PROBLEM DETAILS
Please copy the lines below exactly, from the first one through the line showing "pub enum StateQueryError".

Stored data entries
———

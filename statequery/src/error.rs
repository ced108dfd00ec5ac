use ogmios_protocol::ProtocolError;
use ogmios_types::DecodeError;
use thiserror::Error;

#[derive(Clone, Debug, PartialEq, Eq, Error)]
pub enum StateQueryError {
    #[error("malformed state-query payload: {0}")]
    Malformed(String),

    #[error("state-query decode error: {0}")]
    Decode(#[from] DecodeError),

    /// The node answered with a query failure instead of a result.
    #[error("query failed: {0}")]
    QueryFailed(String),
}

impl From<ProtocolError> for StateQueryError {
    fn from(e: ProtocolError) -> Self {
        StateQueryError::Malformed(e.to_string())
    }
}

———

RESPONSE AREA
filename statequery/src/error.rs
repository ced108dfd00ec5ac
use ogmios_protocol::ProtocolError;
use ogmios_types::DecodeError;
use thiserror::Error;

#[derive(Clone, Debug, PartialEq, Eq, Error)]
pub enum StateQueryError {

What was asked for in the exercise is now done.